Today's Papers

Photo Opportunism

USA Today

leads with Treasury Secretary Robert Rubin’s warning to Congress against counting on a federal budget surplus. The Washington Post leads with remarks by House Budget Committee Chairman John Kasich and by House Ways and Means Committee Chairman Bill Archer to the effect that expanding Medicare coverage to include younger retirees would be a mistake. The New York Times and Los Angeles Times go with the sudden threat to Israeli Prime Minister Benjamin Netanyahu’s ruling coalition.

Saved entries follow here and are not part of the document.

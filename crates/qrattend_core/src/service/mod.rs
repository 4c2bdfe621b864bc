//! Use-case services.
//!
//! # Responsibility
//! - Orchestrate repository calls into use-case level APIs.
//! - Own business rules (daily uniqueness, last-admin protection).
//!
//! # Invariants
//! - Services never bypass repository persistence contracts.
//! - Services stay storage-agnostic; they are generic over repository traits.

pub mod attendance_service;
pub mod qr_service;
pub mod user_service;
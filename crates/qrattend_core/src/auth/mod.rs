//! Sessions and role capability checks.
//!
//! # Responsibility
//! - Map the closed `RoleKind` set onto the capabilities each role holds.
//! - Provide the guard every request handler runs before its use-case.
//!
//! # Invariants
//! - Access is denied by default: a capability not listed for a role is
//!   never granted.
//! - A `Session` is only minted inside this crate from a stored user, so
//!   callers cannot forge one; its fields are read-only.
//! - A session is a claim, not proof of the current role. Handlers reload
//!   the user (see `UserService::refresh_session`) and authorize again.

pub mod password;

use crate::error::AppError;
use crate::model::user::{RoleKind, User, UserId};
use serde::Serialize;

/// Operations a session may be allowed to perform.
#[derive(Debug, Clone, Copy, PartialEq, Eq, PartialOrd, Ord, Hash)]
pub enum Capability {
    ViewOwnQr,
    ViewOwnAttendance,
    UpdateOwnProfile,
    RecordAttendance,
    ViewAllAttendance,
    DeleteAttendance,
    ManageUsers,
}

const USER_CAPABILITIES: &[Capability] = &[
    Capability::ViewOwnQr,
    Capability::ViewOwnAttendance,
    Capability::UpdateOwnProfile,
];

const ADMIN_CAPABILITIES: &[Capability] = &[
    Capability::ViewOwnQr,
    Capability::ViewOwnAttendance,
    Capability::UpdateOwnProfile,
    Capability::RecordAttendance,
    Capability::ViewAllAttendance,
    Capability::DeleteAttendance,
    Capability::ManageUsers,
];

impl Capability {
    /// Stable name used in log lines.
    pub fn as_str(self) -> &'static str {
        match self {
            Self::ViewOwnQr => "view_own_qr",
            Self::ViewOwnAttendance => "view_own_attendance",
            Self::UpdateOwnProfile => "update_own_profile",
            Self::RecordAttendance => "record_attendance",
            Self::ViewAllAttendance => "view_all_attendance",
            Self::DeleteAttendance => "delete_attendance",
            Self::ManageUsers => "manage_users",
        }
    }
}

impl RoleKind {
    pub fn capabilities(self) -> &'static [Capability] {
        match self {
            Self::Admin => ADMIN_CAPABILITIES,
            Self::User => USER_CAPABILITIES,
        }
    }

    pub fn allows(self, capability: Capability) -> bool {
        self.capabilities().contains(&capability)
    }
}

/// Authenticated caller identity.
#[derive(Debug, Clone, PartialEq, Eq, Serialize)]
pub struct Session {
    user_id: UserId,
    username: String,
    role: RoleKind,
}

impl Session {
    pub(crate) fn for_user(user: &User) -> Self {
        Self {
            user_id: user.id,
            username: user.username.clone(),
            role: user.role,
        }
    }

    pub fn user_id(&self) -> UserId {
        self.user_id
    }

    pub fn username(&self) -> &str {
        &self.username
    }

    pub fn role(&self) -> RoleKind {
        self.role
    }

    pub fn is_admin(&self) -> bool {
        self.role == RoleKind::Admin
    }
}

/// Guard run before entering a handler.
///
/// # Errors
/// - `Unauthorized("login required")` without a session.
/// - `Unauthorized("admin role required")` when the role lacks `capability`.
pub fn authorize(session: Option<&Session>, capability: Capability) -> Result<&Session, AppError> {
    let Some(session) = session else {
        return Err(AppError::Unauthorized("login required".to_string()));
    };
    if !session.role.allows(capability) {
        log::warn!(
            "event=authorize module=auth status=denied user_id={} capability={}",
            session.user_id,
            capability.as_str()
        );
        return Err(AppError::Unauthorized("admin role required".to_string()));
    }
    Ok(session)
}
//! Time source abstraction.
//!
//! Token issue/verify and ledger writes read "now" through [`Clock`] so tests
//! can pin the calendar day and the unix second.

use chrono::{DateTime, Local, NaiveDate, Utc};

pub trait Clock: Send + Sync + std::fmt::Debug {
    /// Current unix time in seconds.
    fn now_unix(&self) -> i64;

    /// Current calendar date for attendance bookkeeping.
    fn today(&self) -> NaiveDate;
}

/// Wall clock. `today` follows the host's local time zone.
#[derive(Debug, Clone, Copy, Default)]
pub struct SystemClock;

impl Clock for SystemClock {
    fn now_unix(&self) -> i64 {
        Utc::now().timestamp()
    }

    fn today(&self) -> NaiveDate {
        Local::now().date_naive()
    }
}

/// Clock frozen at one instant; `today` is the UTC date of that instant.
#[derive(Debug, Clone, Copy, PartialEq, Eq)]
pub struct FixedClock {
    now_unix: i64,
    today: NaiveDate,
}

impl FixedClock {
    pub fn at(now_unix: i64) -> Self {
        let today = DateTime::from_timestamp(now_unix, 0)
            .map(|dt| dt.date_naive())
            .unwrap_or_default();
        Self { now_unix, today }
    }

    /// Pins both the instant and the calendar day independently.
    pub fn with_date(now_unix: i64, today: NaiveDate) -> Self {
        Self { now_unix, today }
    }
}

impl Clock for FixedClock {
    fn now_unix(&self) -> i64 {
        self.now_unix
    }

    fn today(&self) -> NaiveDate {
        self.today
    }
}

#[cfg(test)]
mod tests {
    use super::{Clock, FixedClock};
    use chrono::NaiveDate;

    #[test]
    fn fixed_clock_derives_utc_date() {
        let clock = FixedClock::at(1_704_067_200 + 3_600);
        assert_eq!(clock.now_unix(), 1_704_070_800);
        assert_eq!(clock.today(), NaiveDate::from_ymd_opt(2024, 1, 1).unwrap());
    }
}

The crux of the Israeli situation is that the Foreign Minister, David Levy, resigned on Sunday because of dissatisfaction with Netanyahu’s performance on both the social welfare and Palestinian fronts. The NYT explains that the move only leaves Netanyahu with a two-vote margin in Parliament. The Times says that without Levy, Netanyahu is likely to grow more dependent on right-wing parties, and thus to become more resistant to pro-Palestinian concessions. USAT and the WP run the Israel story as their off-leads.

In what is no doubt the payoff for concerted auto industry press lobbying, the Wall Street Journal, NYT, and LAT each run front-page stories about the Big Three’s renewed interest in producing less-guzzling, less-polluting cars. Readers are advised to clip and save these for when the car companies howl the next time the federal government tries to lower fuel economy and emission standards.

In the NYT’s story about today’s opening of the Unabomber trial (run on the front in the national edition, inside in the metro edition), the point is made that the case’s story of “a brother fighting to save the life of the brother he turned in” is “a tale of literary dimensions.” But the Times apparently doesn’t feel such an observation can stand without expert testimony, so it drags in Pulitzer Prize-winning novelist William Kennedy and a lit professor to repeat it.

The WP’s Al Kamen reports that the CIA recently overlooked scads of Agency retirees it should have invited to its 50th anniversary gala. Why? Because it couldn’t find them. How many alumni spooks didn’t get to come in from the cold? As many as 30,000, says Kamen, but he’s just guessing because “the numbers are secret.”

A piece inside the NYT that wonders when the downsizing trend will hit higher ed reports that between 1984 and 1994, the cost of college tuition went up about 150 percent, outpacing even medical care (111 percent).

Sunday’s LAT reports that over the weekend, some Latino workers in L.A. started a hunger strike on the steps of City Hall. What’s the latest causa? A protest by gardeners over the city’s imminent ban against gasoline-powered leaf blowers. “Unfortunately, we feel a hunger strike is the only way we can be heard,” one of the strikers tells the LAT. Well no, we still can’t hear you because of the…goddam leaf blowers!

Yesterday’s NYT “Week in Review” included an overview of the last meals requested by men executed in Texas. One man’s wish was that his final meal be given to a homeless person. Request denied.

They’re both clad only in bathing suits, alone on the beach. He clutches her in to him with his hand on the small of her back while she’s looking up at him adoringly. The fade-out still from a new romantic movie? Or one of those magazine ads for a Caribbean getaway? No, it’s the President and First Lady on the top front of the LAT. Nothing inherently wrong here, but think about it….This isn’t a candid shot: there isn’t an inch out of focus or a blurry branch being parted. And nary a toe being sucked anywhere. And do you think the Secret Service would let a paparazzo get even telephoto close to the First Couple in seclusion on their vacation? No, this is a genre that hasn’t been so blatant since JFK and Jackie: the romantic photo-op. And what’s wrong is that, like the paparazzi’s click-clicking, it’s the exposure of what should be an intimate family moment purely for gain, in this case, political. Inflicting privacy is as unseemly as invading privacy.